Polio From EM Quick Hits 42 – Subsegmental PE, Trauma Analgesia, Near-Drowning, Polio, Head-up CPR

In this post, I link to and review the section on Polio from EM Quick Hits 42 – Subsegmental PE, Trauma Analgesia, Near-Drowning, Polio, Head-up CPR.*

*Helman, A. Rezaie, S. Petrosoniak, A. Khatib, N. Reid, S, Swaminathan, A. EM Quick Hits 42 – Subsegmental PE, Trauma Analgesia, Near-Drowning, Polio, Head-up CPR. Emergency Medicine Cases. September, 2022. https://emergencymedicinecases.com/em-quick-hits-42-september-2022/Accessed September 18, 2022

All that follows is from the above resource.

Topics in this EM Quick Hits podcast

Salim Rezaie on venous thromboembolism recurrence in subsegmental pulmonary embolism (1:23)

Andrew Petrosoniak on pain management in the polytrauma patient (6:44)

Nour Khatib on rural case on management of near-drowning patient (17:09)

Sara Reid on polio primer (24:30)

Anand Swaminathan on head-up cardiopulmonary resuscitation (32:20)

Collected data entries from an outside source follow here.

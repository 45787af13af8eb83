// Copyright 2026 Boundless Foundation, Inc.
//
// Licensed under the Apache License, Version 2.0 (the "License");
// you may not use this file except in compliance with the License.
// You may obtain a copy of the License at
//
//     http://www.apache.org/licenses/LICENSE-2.0
//
// Unless required by applicable law or agreed to in writing, software
// distributed under the License is distributed on an "AS IS" BASIS,
// WITHOUT WARRANTIES OR CONDITIONS OF ANY KIND, either express or implied.
// See the License for the specific language governing permissions and
// limitations under the License.

//! Rate-limit aware access to the read endpoint.

use std::{future::Future, sync::Arc, time::Duration};

use alloy::{
    primitives::{Address, Bytes, B256},
    rpc::types::Log,
};
use rand::Rng;
use thiserror::Error;

use crate::{
    endpoint::{ChainEndpoint, EndpointError},
    errors::{impl_coded_debug, CodedError},
};

#[derive(Error)]
pub enum FetchError {
    #[error("{code} Still rate limited after {attempts} attempts: {source}", code = self.code())]
    RateLimited { attempts: u32, source: EndpointError },

    #[error("{code} Endpoint error: {0}", code = self.code())]
    Endpoint(EndpointError),
}

impl_coded_debug!(FetchError);

impl CodedError for FetchError {
    fn code(&self) -> &str {
        match self {
            FetchError::RateLimited { .. } => "[ES-FETCH-101]",
            FetchError::Endpoint(_) => "[ES-FETCH-102]",
        }
    }
}

/// Backoff policy for calls rejected by a throttling endpoint.
///
/// The delay before retry `n` (zero based) is `base_delay * 2^n` plus a random jitter drawn from
/// `[0, max_jitter]`. Errors that are not classified as rate limiting are never retried.
#[derive(Debug, Clone, PartialEq, Eq)]
pub struct RetryPolicy {
    /// Maximum number of retries after the first attempt.
    pub max_retries: u32,
    pub base_delay: Duration,
    pub max_jitter: Duration,
}

impl Default for RetryPolicy {
    fn default() -> Self {
        Self {
            max_retries: 4,
            base_delay: Duration::from_millis(500),
            max_jitter: Duration::from_millis(250),
        }
    }
}

impl RetryPolicy {
    /// Policy that retries immediately, used where waiting would only slow tests down.
    pub const fn no_delay(max_retries: u32) -> Self {
        Self { max_retries, base_delay: Duration::ZERO, max_jitter: Duration::ZERO }
    }

    /// Deterministic part of the delay before the given retry.
    pub fn backoff(&self, attempt: u32) -> Duration {
        let factor = 2u32.saturating_pow(attempt);
        self.base_delay.saturating_mul(factor)
    }

    /// Full delay before the given retry, jitter included.
    pub fn delay_for(&self, attempt: u32) -> Duration {
        let jitter_ms = self.max_jitter.as_millis() as u64;
        let jitter = if jitter_ms == 0 {
            Duration::ZERO
        } else {
            Duration::from_millis(rand::rng().random_range(0..=jitter_ms))
        };
        self.backoff(attempt).saturating_add(jitter)
    }

    /// Runs `op`, retrying while it fails with a rate-limit error and retries remain.
    pub async fn run<T, F, Fut>(&self, label: &str, mut op: F) -> Result<T, FetchError>
    where
        F: FnMut() -> Fut,
        Fut: Future<Output = Result<T, EndpointError>>,
    {
        let mut attempt = 0;
        loop {
            match op().await {
                Ok(value) => return Ok(value),
                Err(err) if err.is_rate_limited() => {
                    if attempt >= self.max_retries {
                        tracing::warn!(
                            "{label}: giving up after {} rate limited attempts: {err}",
                            attempt + 1
                        );
                        return Err(FetchError::RateLimited { attempts: attempt + 1, source: err });
                    }
                    let delay = self.delay_for(attempt);
                    tracing::debug!(
                        "{label}: rate limited (retry {}/{}), waiting {delay:?}: {err}",
                        attempt + 1,
                        self.max_retries
                    );
                    tokio::time::sleep(delay).await;
                    attempt += 1;
                }
                Err(err) => return Err(FetchError::Endpoint(err)),
            }
        }
    }
}

/// Wraps a [ChainEndpoint] so every call shares one [RetryPolicy].
pub struct RateLimitedFetcher<E: ?Sized> {
    endpoint: Arc<E>,
    policy: RetryPolicy,
}

impl<E: ?Sized> Clone for RateLimitedFetcher<E> {
    fn clone(&self) -> Self {
        Self { endpoint: self.endpoint.clone(), policy: self.policy.clone() }
    }
}

impl<E> RateLimitedFetcher<E>
where
    E: ChainEndpoint + ?Sized,
{
    pub fn new(endpoint: Arc<E>, policy: RetryPolicy) -> Self {
        Self { endpoint, policy }
    }

    /// Fetch the logs of one inclusive block range.
    pub async fn fetch_range(
        &self,
        address: Address,
        topic0: B256,
        from: u64,
        to: u64,
    ) -> Result<Vec<Log>, FetchError> {
        let label = format!("get_logs[{from}..={to}]");
        self.policy.run(&label, || self.endpoint.get_logs(address, topic0, from, to)).await
    }

    pub async fn chain_id(&self) -> Result<u64, FetchError> {
        self.policy.run("chain_id", || self.endpoint.chain_id()).await
    }

    pub async fn block_number(&self) -> Result<u64, FetchError> {
        self.policy.run("block_number", || self.endpoint.block_number()).await
    }

    pub async fn call(&self, target: Address, data: Bytes) -> Result<Bytes, FetchError> {
        self.policy.run("eth_call", || self.endpoint.call(target, data.clone())).await
    }

    pub async fn get_code(&self, address: Address) -> Result<Bytes, FetchError> {
        self.policy.run("get_code", || self.endpoint.get_code(address)).await
    }

    pub async fn block_timestamp(&self, number: u64) -> Result<u64, FetchError> {
        self.policy.run("block_timestamp", || self.endpoint.block_timestamp(number)).await
    }
}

Polio primer – polio is back!

  • Background – undervaccinated populations are at risk for paralytic polio
    • Polio is an enterovirus spread via fecal-oral route with a 1-3 week incubation time, and communicability is highest at the time of symptom onset
    • The oral polio vaccine contains an attenuated virus, which can be excreted into stool and transferred to other children; in rare cases and undervaccinated populations, this can spread continuously, allowing for mutation that may result in a strain with paralytic polio.
    • The COVID pandemic has led to polio-undervaccinated populations in North America
  • Clinical Features – a wide clinical spectrum
    • Most patients are asymptomatic
    • Mild disease: fever, fatigue, headache, and vomiting, which is self-limiting after a few days
    • Moderate-to-severe disease: muscle pain, stiffness of back and neck +/- paralysis which usually onsets 1-3 weeks after infection. Recovery is possible but becomes increasingly irreversible with longer duration of paralysis.
    • Acute paralytic polio: asymmetric paralysis that begins proximally then descends, with fever, meningeal irritation, bulbar involvement, reduced tone and loss of reflexes and sometimes muscle atrophy, flaccid paralysis, and respiratory insufficiency.
  • Diagnosis in ED – acute flaccid paralysis + poor vaccination status = polio until proven otherwise
    • Consider polio in anyone with acute weakness or flaccid paralysis in the context of incomplete or unvaccinated status and recent travel to areas with polio activity
    • Lumbar puncture shows elevated CSF protein and pleocytosis
    • 2 x Stool samples 24 hours apart for polio
    • NP swab for polio

Bottom line: Polio is back due to undervaccinated populations in North America; consider polio in anyone with acute weakness or flaccid paralysis in the context of incomplete or unvaccinated status and recent travel to areas with polio activity

  1. Center for Disease Control. (2021, October 20). Poliovirus diagnostic methods. Centers for Disease Control and Prevention. https://www.cdc.gov/polio/what-is-polio/lab-testing/diagnostic.html
  2. Center for Disease Control. (2022, Aug 10). Poliomyelitis: For Healthcare Providers. Centers for Disease Control and Prevention. https://www.cdc.gov/polio/what-is-polio/hcp.html 
  3. Howard, R. S. (2005). Poliomyelitis and the postpolio syndrome. BMJ330(7503), 1314-1318.